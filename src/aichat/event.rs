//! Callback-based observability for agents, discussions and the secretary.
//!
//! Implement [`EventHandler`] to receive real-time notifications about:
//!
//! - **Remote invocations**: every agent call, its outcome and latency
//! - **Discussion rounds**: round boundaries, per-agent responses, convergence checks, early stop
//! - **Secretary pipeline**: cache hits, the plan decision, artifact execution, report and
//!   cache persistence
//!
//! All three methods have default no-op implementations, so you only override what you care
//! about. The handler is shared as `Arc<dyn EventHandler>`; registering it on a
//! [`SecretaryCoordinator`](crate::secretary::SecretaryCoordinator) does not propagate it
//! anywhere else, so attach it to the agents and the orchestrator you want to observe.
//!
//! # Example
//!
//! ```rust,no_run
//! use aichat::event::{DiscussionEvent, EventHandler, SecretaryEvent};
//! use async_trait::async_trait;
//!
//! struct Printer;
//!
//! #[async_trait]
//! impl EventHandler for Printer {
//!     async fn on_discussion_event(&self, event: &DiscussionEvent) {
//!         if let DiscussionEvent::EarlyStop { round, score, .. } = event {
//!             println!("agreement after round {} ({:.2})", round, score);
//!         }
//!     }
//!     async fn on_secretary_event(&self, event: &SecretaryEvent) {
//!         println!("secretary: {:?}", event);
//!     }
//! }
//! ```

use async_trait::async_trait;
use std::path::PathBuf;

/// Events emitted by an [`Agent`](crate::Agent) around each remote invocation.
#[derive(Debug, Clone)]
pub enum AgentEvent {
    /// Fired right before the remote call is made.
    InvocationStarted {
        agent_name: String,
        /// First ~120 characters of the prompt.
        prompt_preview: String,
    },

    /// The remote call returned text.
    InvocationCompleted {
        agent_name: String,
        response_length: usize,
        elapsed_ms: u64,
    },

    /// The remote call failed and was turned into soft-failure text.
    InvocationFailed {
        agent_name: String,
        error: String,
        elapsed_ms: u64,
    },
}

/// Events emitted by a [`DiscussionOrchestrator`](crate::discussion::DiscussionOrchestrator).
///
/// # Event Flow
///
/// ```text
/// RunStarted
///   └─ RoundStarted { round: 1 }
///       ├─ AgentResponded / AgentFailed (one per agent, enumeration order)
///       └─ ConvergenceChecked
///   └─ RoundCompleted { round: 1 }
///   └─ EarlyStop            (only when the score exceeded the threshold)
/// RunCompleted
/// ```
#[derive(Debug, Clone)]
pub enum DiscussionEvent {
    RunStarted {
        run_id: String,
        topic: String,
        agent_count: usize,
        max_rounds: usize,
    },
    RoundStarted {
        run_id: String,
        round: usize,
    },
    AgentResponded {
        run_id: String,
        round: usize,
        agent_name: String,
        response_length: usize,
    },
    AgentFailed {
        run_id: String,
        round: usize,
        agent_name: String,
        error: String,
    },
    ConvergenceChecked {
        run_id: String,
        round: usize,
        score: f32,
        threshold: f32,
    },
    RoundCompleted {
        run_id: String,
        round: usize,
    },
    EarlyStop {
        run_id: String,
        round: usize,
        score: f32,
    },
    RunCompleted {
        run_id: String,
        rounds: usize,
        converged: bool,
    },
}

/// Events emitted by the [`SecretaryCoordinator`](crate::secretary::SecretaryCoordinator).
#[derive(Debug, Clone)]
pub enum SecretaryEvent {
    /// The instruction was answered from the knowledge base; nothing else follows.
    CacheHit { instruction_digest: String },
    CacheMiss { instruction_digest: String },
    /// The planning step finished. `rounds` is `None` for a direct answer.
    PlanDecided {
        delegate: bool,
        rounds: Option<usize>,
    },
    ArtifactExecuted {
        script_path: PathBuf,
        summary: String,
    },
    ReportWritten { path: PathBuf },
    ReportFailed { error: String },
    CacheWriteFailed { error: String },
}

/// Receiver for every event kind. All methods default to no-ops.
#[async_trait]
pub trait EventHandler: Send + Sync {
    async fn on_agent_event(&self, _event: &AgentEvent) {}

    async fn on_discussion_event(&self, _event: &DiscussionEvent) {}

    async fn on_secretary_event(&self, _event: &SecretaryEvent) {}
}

◆ ◆ ◆

◆ **ACTIVITY**
Return the full material unchanged.

◆ **TASK RESPONSE**
filename src/aichat/event.rs
//! Callback-based observability for agents, discussions and the secretary.
//!
//! Implement [`EventHandler`] to receive real-time notifications about:
//!
//! - **Remote invocations**: every agent call, its outcome and latency
//! - **Discussion rounds**: round boundaries, per-agent responses, convergence checks, early stop
//! - **Secretary pipeline**: cache hits, the plan decision, artifact execution, report and
//!   cache persistence
//!
//! All three methods have default no-op implementations, so you only override what you care
//! about. The handler is shared as `Arc<dyn EventHandler>`; registering it on a
//! [`SecretaryCoordinator`](crate::secretary::SecretaryCoordinator) does not propagate it
//! anywhere else, so attach it to the agents and the orchestrator you want to observe.
//!
//! # Example
//!
//! ```rust,no_run
//! use aichat::event::{DiscussionEvent, EventHandler, SecretaryEvent};
//! use async_trait::async_trait;
//!
//! struct Printer;
//!
//! #[async_trait]
//! impl EventHandler for Printer {
//!     async fn on_discussion_event(&self, event: &DiscussionEvent) {
//!         if let DiscussionEvent::EarlyStop { round, score, .. } = event {
//!             println!("agreement after round {} ({:.2})", round, score);
//!         }
//!     }
//!     async fn on_secretary_event(&self, event: &SecretaryEvent) {
//!         println!("secretary: {:?}", event);
//!     }
//! }
//! ```

use async_trait::async_trait;
use std::path::PathBuf;

/// Events emitted by an [`Agent`](crate::Agent) around each remote invocation.
#[derive(Debug, Clone)]
pub enum AgentEvent {
    /// Fired right before the remote call is made.
    InvocationStarted {
        agent_name: String,
        /// First ~120 characters of the prompt.
        prompt_preview: String,
    },

    /// The remote call returned text.
    InvocationCompleted {
        agent_name: String,
        response_length: usize,
        elapsed_ms: u64,
    },

    /// The remote call failed and was turned into soft-failure text.
    InvocationFailed {
        agent_name: String,
        error: String,
        elapsed_ms: u64,
    },
}

/// Events emitted by a [`DiscussionOrchestrator`](crate::discussion::DiscussionOrchestrator).
///
/// # Event Flow
///
/// ```text
/// RunStarted
///   └─ RoundStarted { round: 1 }
///       ├─ AgentResponded / AgentFailed (one per agent, enumeration order)
///       └─ ConvergenceChecked
///   └─ RoundCompleted { round: 1 }
///   └─ EarlyStop            (only when the score exceeded the threshold)
/// RunCompleted
/// ```
#[derive(Debug, Clone)]
pub enum DiscussionEvent {
    RunStarted {
        run_id: String,
        topic: String,
        agent_count: usize,
        max_rounds: usize,
    },
    RoundStarted {
        run_id: String,
        round: usize,
    },
    AgentResponded {
        run_id: String,
        round: usize,
        agent_name: String,
        response_length: usize,
    },
    AgentFailed {
        run_id: String,
        round: usize,
        agent_name: String,
        error: String,
    },
    ConvergenceChecked {
        run_id: String,
        round: usize,
        score: f32,
        threshold: f32,
    },
    RoundCompleted {
        run_id: String,
        round: usize,
    },
    EarlyStop {
        run_id: String,
        round: usize,
        score: f32,
    },
    RunCompleted {
        run_id: String,
        rounds: usize,
        converged: bool,
    },
}

/// Events emitted by the [`SecretaryCoordinator`](crate::secretary::SecretaryCoordinator).
#[derive(Debug, Clone)]
pub enum SecretaryEvent {
    /// The instruction was answered from the knowledge base; nothing else follows.
    CacheHit { instruction_digest: String },
    CacheMiss { instruction_digest: String },
    /// The planning step finished. `rounds` is `None` for a direct answer.
    PlanDecided {
        delegate: bool,
        rounds: Option<usize>,
    },
    ArtifactExecuted {
        script_path: PathBuf,
        summary: String,
    },
    ReportWritten { path: PathBuf },
    ReportFailed { error: String },
    CacheWriteFailed { error: String },
}

/// Receiver for every event kind. All methods default to no-ops.
#[async_trait]
pub trait EventHandler: Send + Sync {
    async fn on_agent_event(&self, _event: &AgentEvent) {}

    async fn on_discussion_event(&self, _event: &DiscussionEvent) {}

    async fn on_secretary_event(&self, _event: &SecretaryEvent) {}
}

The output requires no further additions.